Saved data entries

----------------------------------------

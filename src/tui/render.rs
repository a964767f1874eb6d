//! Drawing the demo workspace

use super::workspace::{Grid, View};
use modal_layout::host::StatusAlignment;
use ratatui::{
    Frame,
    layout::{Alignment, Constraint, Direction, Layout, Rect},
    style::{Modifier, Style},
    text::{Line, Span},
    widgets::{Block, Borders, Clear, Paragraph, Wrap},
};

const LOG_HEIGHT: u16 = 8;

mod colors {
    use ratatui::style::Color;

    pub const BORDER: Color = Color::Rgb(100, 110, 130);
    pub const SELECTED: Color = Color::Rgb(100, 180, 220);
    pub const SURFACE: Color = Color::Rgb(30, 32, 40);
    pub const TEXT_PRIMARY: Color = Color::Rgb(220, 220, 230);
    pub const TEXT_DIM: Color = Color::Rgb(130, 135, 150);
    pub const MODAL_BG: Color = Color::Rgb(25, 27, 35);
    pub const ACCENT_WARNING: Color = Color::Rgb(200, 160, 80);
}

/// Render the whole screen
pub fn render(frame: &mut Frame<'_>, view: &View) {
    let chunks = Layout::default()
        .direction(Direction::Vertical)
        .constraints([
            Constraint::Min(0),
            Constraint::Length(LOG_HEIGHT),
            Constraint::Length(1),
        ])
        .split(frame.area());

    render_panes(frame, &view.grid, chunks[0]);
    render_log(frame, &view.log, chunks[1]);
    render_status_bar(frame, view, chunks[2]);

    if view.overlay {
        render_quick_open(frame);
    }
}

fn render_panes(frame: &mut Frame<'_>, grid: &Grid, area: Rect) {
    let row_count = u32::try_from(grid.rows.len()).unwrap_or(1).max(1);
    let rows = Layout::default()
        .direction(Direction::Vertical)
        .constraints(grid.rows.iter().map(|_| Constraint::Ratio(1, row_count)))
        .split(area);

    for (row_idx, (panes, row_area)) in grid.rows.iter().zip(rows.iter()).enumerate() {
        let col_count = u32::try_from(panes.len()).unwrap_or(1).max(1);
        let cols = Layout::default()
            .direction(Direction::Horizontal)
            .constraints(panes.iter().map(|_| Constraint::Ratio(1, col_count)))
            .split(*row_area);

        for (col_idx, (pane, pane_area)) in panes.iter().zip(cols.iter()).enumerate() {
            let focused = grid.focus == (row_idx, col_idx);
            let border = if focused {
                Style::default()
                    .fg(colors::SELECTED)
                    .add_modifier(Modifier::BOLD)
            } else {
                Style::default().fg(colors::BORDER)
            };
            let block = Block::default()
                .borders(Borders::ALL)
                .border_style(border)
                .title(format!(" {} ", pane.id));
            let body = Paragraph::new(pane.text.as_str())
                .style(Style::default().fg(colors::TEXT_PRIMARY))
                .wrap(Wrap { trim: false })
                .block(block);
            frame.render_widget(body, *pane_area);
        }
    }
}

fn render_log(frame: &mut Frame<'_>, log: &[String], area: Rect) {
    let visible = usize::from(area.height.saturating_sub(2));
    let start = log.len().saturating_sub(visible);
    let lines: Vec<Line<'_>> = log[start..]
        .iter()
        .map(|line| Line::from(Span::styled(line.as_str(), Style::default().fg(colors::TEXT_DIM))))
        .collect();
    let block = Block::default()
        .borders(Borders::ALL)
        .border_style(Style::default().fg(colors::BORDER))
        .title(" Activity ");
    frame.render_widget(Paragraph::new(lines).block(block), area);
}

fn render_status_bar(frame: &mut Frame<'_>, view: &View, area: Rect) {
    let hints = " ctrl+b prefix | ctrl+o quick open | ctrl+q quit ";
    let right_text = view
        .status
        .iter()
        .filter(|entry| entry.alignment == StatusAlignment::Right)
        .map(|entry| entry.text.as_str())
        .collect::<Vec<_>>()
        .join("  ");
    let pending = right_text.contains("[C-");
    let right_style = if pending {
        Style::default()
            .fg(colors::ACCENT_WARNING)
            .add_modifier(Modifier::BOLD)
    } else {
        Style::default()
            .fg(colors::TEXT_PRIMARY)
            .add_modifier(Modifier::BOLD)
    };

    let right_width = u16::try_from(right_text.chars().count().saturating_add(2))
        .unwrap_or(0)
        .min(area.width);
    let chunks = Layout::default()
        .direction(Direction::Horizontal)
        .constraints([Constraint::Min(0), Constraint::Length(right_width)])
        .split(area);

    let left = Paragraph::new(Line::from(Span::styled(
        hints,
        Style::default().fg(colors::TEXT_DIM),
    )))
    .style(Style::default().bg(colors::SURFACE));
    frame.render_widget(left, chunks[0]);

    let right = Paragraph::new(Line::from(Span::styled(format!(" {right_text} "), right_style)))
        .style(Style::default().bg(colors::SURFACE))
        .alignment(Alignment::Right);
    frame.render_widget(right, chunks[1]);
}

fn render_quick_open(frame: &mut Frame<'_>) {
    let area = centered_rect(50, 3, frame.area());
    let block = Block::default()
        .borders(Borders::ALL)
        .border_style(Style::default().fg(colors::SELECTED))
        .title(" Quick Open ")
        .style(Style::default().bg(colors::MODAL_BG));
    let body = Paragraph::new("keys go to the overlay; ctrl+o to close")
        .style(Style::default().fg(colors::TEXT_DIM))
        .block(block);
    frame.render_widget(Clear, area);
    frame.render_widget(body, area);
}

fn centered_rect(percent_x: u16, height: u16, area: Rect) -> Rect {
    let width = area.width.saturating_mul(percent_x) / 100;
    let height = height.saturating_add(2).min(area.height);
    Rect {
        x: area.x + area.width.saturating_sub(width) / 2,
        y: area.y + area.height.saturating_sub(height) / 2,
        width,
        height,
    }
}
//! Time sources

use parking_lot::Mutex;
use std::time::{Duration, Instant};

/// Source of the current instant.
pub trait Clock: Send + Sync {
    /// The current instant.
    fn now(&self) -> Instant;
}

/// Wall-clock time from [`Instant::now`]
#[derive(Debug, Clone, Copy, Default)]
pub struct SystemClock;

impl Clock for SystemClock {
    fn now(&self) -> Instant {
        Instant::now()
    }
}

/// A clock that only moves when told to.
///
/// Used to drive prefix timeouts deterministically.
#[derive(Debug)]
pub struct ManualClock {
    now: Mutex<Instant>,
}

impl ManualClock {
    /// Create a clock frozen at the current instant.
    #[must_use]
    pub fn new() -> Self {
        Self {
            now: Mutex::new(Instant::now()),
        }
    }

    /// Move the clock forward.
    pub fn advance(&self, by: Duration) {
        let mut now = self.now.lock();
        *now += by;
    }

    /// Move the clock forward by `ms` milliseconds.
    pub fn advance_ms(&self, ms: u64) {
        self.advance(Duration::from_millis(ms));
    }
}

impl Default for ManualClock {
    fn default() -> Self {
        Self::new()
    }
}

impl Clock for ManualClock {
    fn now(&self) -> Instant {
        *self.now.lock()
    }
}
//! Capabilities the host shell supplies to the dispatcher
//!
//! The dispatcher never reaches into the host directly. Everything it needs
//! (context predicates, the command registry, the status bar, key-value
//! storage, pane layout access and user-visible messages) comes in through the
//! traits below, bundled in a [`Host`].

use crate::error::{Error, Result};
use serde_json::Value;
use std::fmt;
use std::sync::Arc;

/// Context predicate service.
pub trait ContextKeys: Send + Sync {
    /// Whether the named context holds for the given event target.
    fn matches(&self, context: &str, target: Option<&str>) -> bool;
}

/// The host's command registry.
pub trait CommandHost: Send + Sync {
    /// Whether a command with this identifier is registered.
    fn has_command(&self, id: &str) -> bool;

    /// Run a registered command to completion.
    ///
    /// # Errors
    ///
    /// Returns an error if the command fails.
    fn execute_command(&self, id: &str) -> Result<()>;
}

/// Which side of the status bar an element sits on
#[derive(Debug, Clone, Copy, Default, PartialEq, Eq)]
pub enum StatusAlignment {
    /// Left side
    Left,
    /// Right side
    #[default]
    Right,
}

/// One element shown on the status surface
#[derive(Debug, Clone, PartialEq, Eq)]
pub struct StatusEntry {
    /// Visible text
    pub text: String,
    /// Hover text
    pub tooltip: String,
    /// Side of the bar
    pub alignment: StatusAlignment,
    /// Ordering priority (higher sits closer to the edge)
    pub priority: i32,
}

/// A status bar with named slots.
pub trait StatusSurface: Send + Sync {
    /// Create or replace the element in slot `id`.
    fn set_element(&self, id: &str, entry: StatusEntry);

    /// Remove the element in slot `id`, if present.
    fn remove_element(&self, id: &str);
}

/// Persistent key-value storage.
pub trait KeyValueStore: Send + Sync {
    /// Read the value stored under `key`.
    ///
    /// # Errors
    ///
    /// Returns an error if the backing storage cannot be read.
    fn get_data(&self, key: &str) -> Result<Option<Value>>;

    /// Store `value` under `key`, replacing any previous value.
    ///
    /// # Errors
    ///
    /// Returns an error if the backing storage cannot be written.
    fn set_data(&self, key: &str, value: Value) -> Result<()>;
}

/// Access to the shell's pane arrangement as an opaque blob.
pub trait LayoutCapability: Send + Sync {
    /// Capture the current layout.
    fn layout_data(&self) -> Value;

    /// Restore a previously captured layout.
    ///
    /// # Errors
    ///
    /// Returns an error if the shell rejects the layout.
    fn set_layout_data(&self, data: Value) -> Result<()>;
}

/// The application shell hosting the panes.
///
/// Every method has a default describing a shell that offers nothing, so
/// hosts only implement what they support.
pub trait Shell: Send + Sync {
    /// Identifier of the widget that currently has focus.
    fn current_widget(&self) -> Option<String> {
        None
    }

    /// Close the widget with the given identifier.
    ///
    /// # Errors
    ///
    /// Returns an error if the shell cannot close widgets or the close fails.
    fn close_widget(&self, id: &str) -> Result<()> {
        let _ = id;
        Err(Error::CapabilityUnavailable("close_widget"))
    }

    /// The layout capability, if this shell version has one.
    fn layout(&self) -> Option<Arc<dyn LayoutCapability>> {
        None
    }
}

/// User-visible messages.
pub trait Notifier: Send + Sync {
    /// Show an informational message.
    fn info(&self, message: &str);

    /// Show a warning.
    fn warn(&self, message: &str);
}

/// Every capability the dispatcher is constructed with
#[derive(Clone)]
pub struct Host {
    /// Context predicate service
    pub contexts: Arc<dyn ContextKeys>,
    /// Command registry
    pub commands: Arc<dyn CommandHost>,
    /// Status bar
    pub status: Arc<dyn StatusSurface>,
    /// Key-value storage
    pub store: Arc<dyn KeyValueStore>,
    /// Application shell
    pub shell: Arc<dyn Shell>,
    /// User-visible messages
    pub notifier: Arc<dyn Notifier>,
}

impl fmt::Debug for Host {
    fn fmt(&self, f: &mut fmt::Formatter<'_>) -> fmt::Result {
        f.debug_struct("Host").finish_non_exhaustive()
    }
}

----------------------------------------

YOUR OBJECTIVE
What lines in the entries above hold "Send"? Copy every one.

ANSWER SPACE
pub trait Clock: Send + Sync {
pub trait ContextKeys: Send + Sync {
pub trait CommandHost: Send + Sync {
pub trait StatusSurface: Send + Sync {
pub trait KeyValueStore: Send + Sync {
pub trait LayoutCapability: Send + Sync {
pub trait Shell: Send + Sync {
pub trait Notifier: Send + Sync {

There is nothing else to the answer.